Thy worship. is performed and precious laud;

But by the mouths of children, gracious God!
Thy goodness is set forth; they when they lie
Upon the breast thy name do glorify.

II.

Wherefore in praise, the worthiest that I may,
Jesu! of thee, and the white Lily-flower
Which did thee bear, and is a Maid for aye,
To tell a story I will use my power;
Not that I may increase her honor's dower,
For she herself is honor, and the root

Of goodness, next her Son, our soul's best boot.

III.

O Mother Maid!

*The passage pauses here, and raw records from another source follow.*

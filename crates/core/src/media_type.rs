//! Media type sniffing from a bounded content prefix.
//!
//! Sniffing follows the WHATWG MIME sniffing rules for the subset of formats
//! that a file store commonly sees: markup, documents, images, audio/video,
//! fonts and archives. Anything that is not recognised and contains binary
//! control bytes is `application/octet-stream`; everything else is plain text.

use serde::{Deserialize, Serialize};
use std::fmt;

/// Fallback type for unrecognised binary content.
pub const OCTET_STREAM: &str = "application/octet-stream";

/// Type reported for text content (including empty content).
pub const TEXT_PLAIN_UTF8: &str = "text/plain; charset=utf-8";

/// A media type such as `image/png` or `text/plain; charset=utf-8`.
#[derive(Clone, Debug, PartialEq, Eq, Hash, Serialize, Deserialize)]
#[serde(transparent)]
pub struct MediaType(String);

impl MediaType {
    /// Parse a caller-declared media type.
    ///
    /// The value must have a non-empty `type/subtype` part; parameters after
    /// `;` are kept verbatim.
    pub fn parse(s: &str) -> crate::Result<Self> {
        let trimmed = s.trim();
        let essence = trimmed.split(';').next().unwrap_or_default().trim();
        match essence.split_once('/') {
            Some((ty, subtype))
                if !ty.is_empty()
                    && !subtype.is_empty()
                    && !subtype.contains('/')
                    && !essence.contains(char::is_whitespace) =>
            {
                Ok(Self(trimmed.to_string()))
            }
            _ => Err(crate::Error::InvalidMediaType(s.to_string())),
        }
    }

    /// Wrap a media type string produced internally or loaded from storage.
    pub fn from_stored(s: impl Into<String>) -> Self {
        Self(s.into())
    }

    /// The full media type string including parameters.
    pub fn as_str(&self) -> &str {
        &self.0
    }

    /// The lowercase `type/subtype` part without parameters.
    pub fn essence(&self) -> String {
        self.0
            .split(';')
            .next()
            .unwrap_or_default()
            .trim()
            .to_ascii_lowercase()
    }

    /// Whether two media types name the same `type/subtype`.
    ///
    /// Parameters such as `charset` are ignored.
    pub fn same_essence(&self, other: &MediaType) -> bool {
        self.essence() == other.essence()
    }
}

impl fmt::Display for MediaType {
    fn fmt(&self, f: &mut fmt::Formatter<'_>) -> fmt::Result {
        f.write_str(&self.0)
    }
}

impl AsRef<str> for MediaType {
    fn as_ref(&self) -> &str {
        &self.0
    }
}

/// Sniff the media type of a content prefix.
///
/// Only the first [`crate::DEFAULT_SNIFF_LEN`] bytes are inspected.
pub fn sniff(data: &[u8]) -> MediaType {
    let data = &data[..data.len().min(crate::DEFAULT_SNIFF_LEN)];
    let first_non_ws = data.iter().position(|b| !is_ws(*b)).unwrap_or(data.len());

    for sig in SIGNATURES {
        if let Some(ty) = sig.matches(data, first_non_ws) {
            return MediaType::from_stored(ty);
        }
    }
    MediaType::from_stored(OCTET_STREAM)
}

fn is_ws(b: u8) -> bool {
    matches!(b, b'\t' | b'\n' | 0x0c | b'\r' | b' ')
}

fn is_tag_terminator(b: u8) -> bool {
    b == b' ' || b == b'>'
}

enum Signature {
    /// Case-insensitive HTML tag after leading whitespace.
    Html(&'static [u8]),
    /// Pattern compared under a bit mask.
    Masked {
        mask: &'static [u8],
        pattern: &'static [u8],
        skip_ws: bool,
        ty: &'static str,
    },
    /// Exact prefix.
    Exact(&'static [u8], &'static str),
    /// ISO base media file with an `mp4` brand.
    Mp4,
    /// No binary control bytes after leading whitespace.
    Text,
}

impl Signature {
    fn matches(&self, data: &[u8], first_non_ws: usize) -> Option<&'static str> {
        match self {
            Signature::Html(tag) => {
                let data = &data[first_non_ws..];
                if data.len() < tag.len() + 1 {
                    return None;
                }
                for (i, expected) in tag.iter().enumerate() {
                    let mut actual = data[i];
                    if expected.is_ascii_uppercase() {
                        actual &= 0xDF;
                    }
                    if actual != *expected {
                        return None;
                    }
                }
                is_tag_terminator(data[tag.len()]).then_some("text/html; charset=utf-8")
            }
            Signature::Masked {
                mask,
                pattern,
                skip_ws,
                ty,
            } => {
                let data = if *skip_ws { &data[first_non_ws..] } else { data };
                if data.len() < pattern.len() {
                    return None;
                }
                pattern
                    .iter()
                    .zip(mask.iter())
                    .zip(data.iter())
                    .all(|((p, m), d)| d & m == *p)
                    .then_some(*ty)
            }
            Signature::Exact(prefix, ty) => data.starts_with(prefix).then_some(*ty),
            Signature::Mp4 => sniff_mp4(data).then_some("video/mp4"),
            Signature::Text => data[first_non_ws..]
                .iter()
                .all(|b| !is_binary_byte(*b))
                .then_some(TEXT_PLAIN_UTF8),
        }
    }
}

fn is_binary_byte(b: u8) -> bool {
    matches!(b, 0x00..=0x08 | 0x0B | 0x0E..=0x1A | 0x1C..=0x1F)
}

fn sniff_mp4(data: &[u8]) -> bool {
    if data.len() < 12 {
        return false;
    }
    let box_size = u32::from_be_bytes([data[0], data[1], data[2], data[3]]) as usize;
    if data.len() < box_size || box_size % 4 != 0 {
        return false;
    }
    if &data[4..8] != b"ftyp" {
        return false;
    }
    let mut start = 8;
    while start < box_size {
        // bytes 12..16 hold the minor version, not a brand
        if start != 12 && &data[start..start + 3] == b"mp4" {
            return true;
        }
        start += 4;
    }
    false
}

const SIGNATURES: &[Signature] = &[
    Signature::Html(b"<!DOCTYPE HTML"),
    Signature::Html(b"<HTML"),
    Signature::Html(b"<HEAD"),
    Signature::Html(b"<SCRIPT"),
    Signature::Html(b"<IFRAME"),
    Signature::Html(b"<H1"),
    Signature::Html(b"<DIV"),
    Signature::Html(b"<FONT"),
    Signature::Html(b"<TABLE"),
    Signature::Html(b"<A"),
    Signature::Html(b"<STYLE"),
    Signature::Html(b"<TITLE"),
    Signature::Html(b"<B"),
    Signature::Html(b"<BODY"),
    Signature::Html(b"<BR"),
    Signature::Html(b"<P"),
    Signature::Html(b"<!--"),
    Signature::Masked {
        mask: b"\xFF\xFF\xFF\xFF\xFF",
        pattern: b"<?xml",
        skip_ws: true,
        ty: "text/xml; charset=utf-8",
    },
    Signature::Exact(b"%PDF-", "application/pdf"),
    Signature::Exact(b"%!PS-Adobe-", "application/postscript"),
    // Byte order marks
    Signature::Masked {
        mask: b"\xFF\xFF\x00\x00",
        pattern: b"\xFE\xFF\x00\x00",
        skip_ws: false,
        ty: "text/plain; charset=utf-16be",
    },
    Signature::Masked {
        mask: b"\xFF\xFF\x00\x00",
        pattern: b"\xFF\xFE\x00\x00",
        skip_ws: false,
        ty: "text/plain; charset=utf-16le",
    },
    Signature::Masked {
        mask: b"\xFF\xFF\xFF\x00",
        pattern: b"\xEF\xBB\xBF\x00",
        skip_ws: false,
        ty: TEXT_PLAIN_UTF8,
    },
    // Images
    Signature::Exact(b"\x00\x00\x01\x00", "image/x-icon"),
    Signature::Exact(b"\x00\x00\x02\x00", "image/x-icon"),
    Signature::Exact(b"BM", "image/bmp"),
    Signature::Exact(b"GIF87a", "image/gif"),
    Signature::Exact(b"GIF89a", "image/gif"),
    Signature::Masked {
        mask: b"\xFF\xFF\xFF\xFF\x00\x00\x00\x00\xFF\xFF\xFF\xFF\xFF\xFF",
        pattern: b"RIFF\x00\x00\x00\x00WEBPVP",
        skip_ws: false,
        ty: "image/webp",
    },
    Signature::Exact(b"\x89PNG\x0D\x0A\x1A\x0A", "image/png"),
    Signature::Exact(b"\xFF\xD8\xFF", "image/jpeg"),
    // Audio and video
    Signature::Masked {
        mask: b"\xFF\xFF\xFF\xFF\x00\x00\x00\x00\xFF\xFF\xFF\xFF",
        pattern: b"FORM\x00\x00\x00\x00AIFF",
        skip_ws: false,
        ty: "audio/aiff",
    },
    Signature::Exact(b"ID3", "audio/mpeg"),
    Signature::Exact(b"OggS\x00", "application/ogg"),
    Signature::Exact(b"MThd\x00\x00\x00\x06", "audio/midi"),
    Signature::Masked {
        mask: b"\xFF\xFF\xFF\xFF\x00\x00\x00\x00\xFF\xFF\xFF\xFF",
        pattern: b"RIFF\x00\x00\x00\x00AVI ",
        skip_ws: false,
        ty: "video/avi",
    },
    Signature::Masked {
        mask: b"\xFF\xFF\xFF\xFF\x00\x00\x00\x00\xFF\xFF\xFF\xFF",
        pattern: b"RIFF\x00\x00\x00\x00WAVE",
        skip_ws: false,
        ty: "audio/wave",
    },
    Signature::Mp4,
    Signature::Exact(b"\x1A\x45\xDF\xA3", "video/webm"),
    // Fonts
    Signature::Exact(b"\x00\x01\x00\x00", "font/ttf"),
    Signature::Exact(b"OTTO", "font/otf"),
    Signature::Exact(b"ttcf", "font/collection"),
    Signature::Exact(b"wOFF", "font/woff"),
    Signature::Exact(b"wOF2", "font/woff2"),
    // Archives
    Signature::Exact(b"\x1F\x8B\x08", "application/x-gzip"),
    Signature::Exact(b"PK\x03\x04", "application/zip"),
    Signature::Exact(b"Rar!\x1A\x07\x00", "application/x-rar-compressed"),
    Signature::Exact(b"Rar!\x1A\x07\x01\x00", "application/x-rar-compressed"),
    Signature::Exact(b"\x00\x61\x73\x6D", "application/wasm"),
    Signature::Text,
];
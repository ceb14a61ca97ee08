//! Find-or-create of unique payloads by content hash.
//!
//! Creation is an optimistic insert guarded by the repository's uniqueness
//! constraint on the content hash. A creator that loses the race sees
//! `DuplicateKey` and falls back to reading the winner's record.
//!
//! The staged file outlives the commit, so a creator whose blob was taken by
//! a concurrent deletion can put the bytes back once its record exists.

use crate::error::{EngineError, EngineResult};
use crate::metrics;
use crate::references::NewReference;
use crate::stream::StagedBlob;
use std::sync::Arc;
use time::OffsetDateTime;
use tracing::{debug, info, instrument, warn};
use uuid::Uuid;
use vault_metadata::{MetadataError, MetadataStore, PayloadRepo, PayloadRow, ReferenceRow};
use vault_storage::{BlobStore, StorageError};

/// Outcome of [`DedupCoordinator::find_or_create`].
#[derive(Debug)]
pub enum Resolution {
    /// A payload with this hash already exists. No count was changed; the
    /// caller links its own reference.
    Existing(PayloadRow),
    /// This call created the payload, with `reference` as its first holder.
    Created {
        payload: PayloadRow,
        reference: ReferenceRow,
    },
}

/// Resolves staged content to its unique payload record.
pub struct DedupCoordinator {
    metadata: Arc<dyn MetadataStore>,
    blobs: Arc<dyn BlobStore>,
    max_attempts: u32,
}

impl DedupCoordinator {
    pub fn new(
        metadata: Arc<dyn MetadataStore>,
        blobs: Arc<dyn BlobStore>,
        max_attempts: u32,
    ) -> Self {
        Self {
            metadata,
            blobs,
            max_attempts: max_attempts.max(1),
        }
    }

    /// Find the payload for `staged`, or commit its bytes and create it.
    ///
    /// On a hit the blob store is not touched. On a miss the staged file is
    /// committed to its final location and the payload is created with
    /// `holder` as its first reference; the blob is checked again after the
    /// record is written. The staging file is left for the caller to discard.
    #[instrument(skip(self, staged, holder), fields(content_hash = %staged.hash))]
    pub async fn find_or_create(
        &self,
        staged: &mut StagedBlob,
        holder: &NewReference,
    ) -> EngineResult<Resolution> {
        let content_hash = staged.hash.to_hex();

        for attempt in 1..=self.max_attempts {
            if let Some(existing) = self.metadata.get_by_hash(&content_hash).await? {
                debug!(payload_id = %existing.payload_id, attempt, "Content already stored");
                return Ok(Resolution::Existing(existing));
            }

            let location = self.commit(staged).await?;
            let payload = PayloadRow {
                payload_id: Uuid::new_v4(),
                content_hash: content_hash.clone(),
                location,
                size_bytes: i64::try_from(staged.size).map_err(|_| {
                    EngineError::InvalidInput(format!("payload size {} out of range", staged.size))
                })?,
                media_type: staged.media_type.as_str().to_string(),
                reference_count: 1,
                created_at: OffsetDateTime::now_utc(),
            };
            let reference = holder.to_row(payload.payload_id);

            match self
                .metadata
                .create_unique_payload(&payload, &reference)
                .await
            {
                Ok(()) => {
                    self.ensure_placed(staged, &payload.location).await?;
                    metrics::PAYLOADS_CREATED.inc();
                    info!(
                        payload_id = %payload.payload_id,
                        size = payload.size_bytes,
                        media_type = %payload.media_type,
                        "Payload created"
                    );
                    return Ok(Resolution::Created { payload, reference });
                }
                Err(MetadataError::DuplicateKey(_)) => {
                    // The winner's bytes sit at the same final path as ours
                    metrics::CREATE_CONFLICTS.inc();
                    debug!(attempt, "Lost payload creation race, re-reading winner");
                }
                Err(err) => return Err(err.into()),
            }
        }

        Err(EngineError::Metadata(MetadataError::Internal(format!(
            "payload {content_hash} unresolved after {} attempts",
            self.max_attempts
        ))))
    }

    /// Commit the staged file. Committing the same bytes again is harmless.
    async fn commit(&self, staged: &mut StagedBlob) -> EngineResult<String> {
        let location = self
            .blobs
            .commit(&staged.temp, &staged.hash)
            .await
            .map_err(EngineError::StorageWrite)?;
        debug!(location = %location, "Blob committed");
        staged.location = Some(location.clone());
        Ok(location)
    }

    /// A deletion of an earlier payload with this hash may have taken the blob
    /// between our commit and our insert. Its re-check ran before the insert,
    /// so it will not come back for it; commit again from staging.
    async fn ensure_placed(&self, staged: &mut StagedBlob, location: &str) -> EngineResult<()> {
        let present = self
            .blobs
            .exists(location)
            .await
            .map_err(EngineError::StorageWrite)?;
        if present {
            return Ok(());
        }

        warn!(location, "Blob removed by a concurrent deletion, committing again");
        metrics::BLOB_RECOMMITS.inc();
        let recommitted = self.commit(staged).await?;
        if recommitted != location {
            return Err(EngineError::StorageWrite(StorageError::InvalidKey(format!(
                "blob committed to {recommitted}, expected {location}"
            ))));
        }
        Ok(())
    }
}
//! Cryptographic content hashes used as payload identity.

use serde::{Deserialize, Deserializer, Serialize, Serializer};
use sha2::{Digest, Sha256};
use std::fmt;
use std::str::FromStr;

/// Length of a hex-encoded SHA-256 digest.
pub const HEX_LEN: usize = 64;

/// Number of leading hex characters used as the shard directory.
pub const SHARD_LEN: usize = 2;

/// A SHA-256 content hash represented as 32 bytes.
#[derive(Clone, Copy, PartialEq, Eq, Hash, PartialOrd, Ord)]
pub struct ContentHash([u8; 32]);

impl ContentHash {
    /// Create a new ContentHash from raw bytes.
    pub fn from_bytes(bytes: [u8; 32]) -> Self {
        Self(bytes)
    }

    /// Get the raw bytes.
    pub fn as_bytes(&self) -> &[u8; 32] {
        &self.0
    }

    /// Compute SHA-256 hash of data.
    pub fn compute(data: &[u8]) -> Self {
        let mut hasher = Sha256::new();
        hasher.update(data);
        Self(hasher.finalize().into())
    }

    /// Create an incremental hasher.
    pub fn hasher() -> ContentHasher {
        ContentHasher(Sha256::new())
    }

    /// Parse from hex string. Upper and lower case digits are accepted.
    pub fn from_hex(s: &str) -> crate::Result<Self> {
        if s.len() != HEX_LEN {
            return Err(crate::Error::InvalidHash(format!(
                "expected {HEX_LEN} hex chars, got {}",
                s.len()
            )));
        }
        let mut bytes = [0u8; 32];
        for (i, pair) in s.as_bytes().chunks(2).enumerate() {
            let hi = hex_value(pair[0])?;
            let lo = hex_value(pair[1])?;
            bytes[i] = (hi << 4) | lo;
        }
        Ok(Self(bytes))
    }

    /// Encode as lowercase hex string.
    pub fn to_hex(&self) -> String {
        self.0.iter().map(|b| format!("{b:02x}")).collect()
    }

    /// The shard directory name for this hash (first two hex characters).
    pub fn shard(&self) -> String {
        format!("{:02x}", self.0[0])
    }

    /// Verify that this hash matches an expected one.
    pub fn verify(&self, expected: &ContentHash) -> crate::Result<()> {
        if self != expected {
            return Err(crate::Error::HashMismatch {
                expected: expected.to_hex(),
                actual: self.to_hex(),
            });
        }
        Ok(())
    }
}

fn hex_value(c: u8) -> crate::Result<u8> {
    match c {
        b'0'..=b'9' => Ok(c - b'0'),
        b'a'..=b'f' => Ok(c - b'a' + 10),
        b'A'..=b'F' => Ok(c - b'A' + 10),
        _ => Err(crate::Error::InvalidHash(format!(
            "invalid hex character: {:?}",
            c as char
        ))),
    }
}

impl FromStr for ContentHash {
    type Err = crate::Error;

    fn from_str(s: &str) -> crate::Result<Self> {
        Self::from_hex(s)
    }
}

impl fmt::Debug for ContentHash {
    fn fmt(&self, f: &mut fmt::Formatter<'_>) -> fmt::Result {
        write!(f, "ContentHash({})", &self.to_hex()[..16])
    }
}

impl fmt::Display for ContentHash {
    fn fmt(&self, f: &mut fmt::Formatter<'_>) -> fmt::Result {
        write!(f, "{}", self.to_hex())
    }
}

impl Serialize for ContentHash {
    fn serialize<S: Serializer>(&self, serializer: S) -> Result<S::Ok, S::Error> {
        serializer.serialize_str(&self.to_hex())
    }
}

impl<'de> Deserialize<'de> for ContentHash {
    fn deserialize<D: Deserializer<'de>>(deserializer: D) -> Result<Self, D::Error> {
        let s = String::deserialize(deserializer)?;
        Self::from_hex(&s).map_err(serde::de::Error::custom)
    }
}

/// Incremental SHA-256 hasher.
pub struct ContentHasher(Sha256);

impl ContentHasher {
    /// Update the hasher with data.
    pub fn update(&mut self, data: &[u8]) {
        self.0.update(data);
    }

    /// Finalize and return the hash.
    pub fn finalize(self) -> ContentHash {
        ContentHash(self.0.finalize().into())
    }
}

impl Default for ContentHasher {
    fn default() -> Self {
        ContentHash::hasher()
    }
}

O Maid and Mother free!
O bush unburnt! burning in Moses' sight!
That down didst ravish from the Deity,
Through humbleness, the spirit that did alight
Upon thy heart, whence, through that glory's might,
Conceived was the Father's sapience,

Help me to tell it in thy reverence!

IV.

Lady! thy goodness, thy magnificence,
Thy virtue, and thy great humility,
Surpass all science and all utterance;
For sometimes, Lady! ere men pray to thee
Thou goest before in thy benignity,
The light to us vouchsafing to our prayer,
To be our guide unto thy Son so dear.

V.

My knowledge is so weak, O blissful Queen!
To tell abroad thy mighty worthiness,
That I the weight of it may not sustain ;
But as a child of twelve months old or less,
That laboreth his language to express,
Even so fare I; and therefore, I thee pray,
Guide thou my song which I of thee shall say.

VI.

There was in Asia, in a mighty town,

'Mong Christian folk, a street where Jews might be,
Assigned to them and given them for their own
By a great Lord, for gain and usury,
Hateful to Christ and to his company;

And through this street who list might ride and wend;
Free was it, and unbarred at either end.

VII.

A little school of Christian people stood
Down at the further end, in which there were
A nest of children come of Christian blood,
That learned in that school from year to year
Such sort of doctrine as men used there,

That is to say, to sing and read alsò,
As little children in their childhood do.

VIII.

Among these children was a Widow's son,
A little scholar, scarcely seven years old,
Who day by day unto this school hath gone,

And eke, when he the image did behold
Of Jesu's Mother, as he had been told,
This Child was wont to kneel adown and say
Ave Marie, as he goeth by the way.

IX.

This Widow thus her little Son hath taught
Our blissful Lady, Jesu's Mother dear,
To worship aye, and he forgat it not;
For simple infant hath a ready ear.
Sweet is the holiness of youth: and hence,
Calling to mind this matter when I may,
Saint Nicholas in my presence standeth aye,
For he so young to Christ did reverence.

X.

This little Child, while in the school he sat His Primer conning with an earnest cheer, The whilst the rest their anthem-book repeat The Alma Redemptoris did he hear;

And as he durst he drew him near and near, And hearkened to the words and to the note, Till the first verse he learned it all by rote.

XI.

This Latin knew he nothing what it said,
For he too tender was of age to know ;
But to his comrade he repaired, and prayed
That he the meaning of this song would show,
And unto him declare why men sing so;
This oftentimes, that he might be at ease,
This child did him beseech on his bare knees.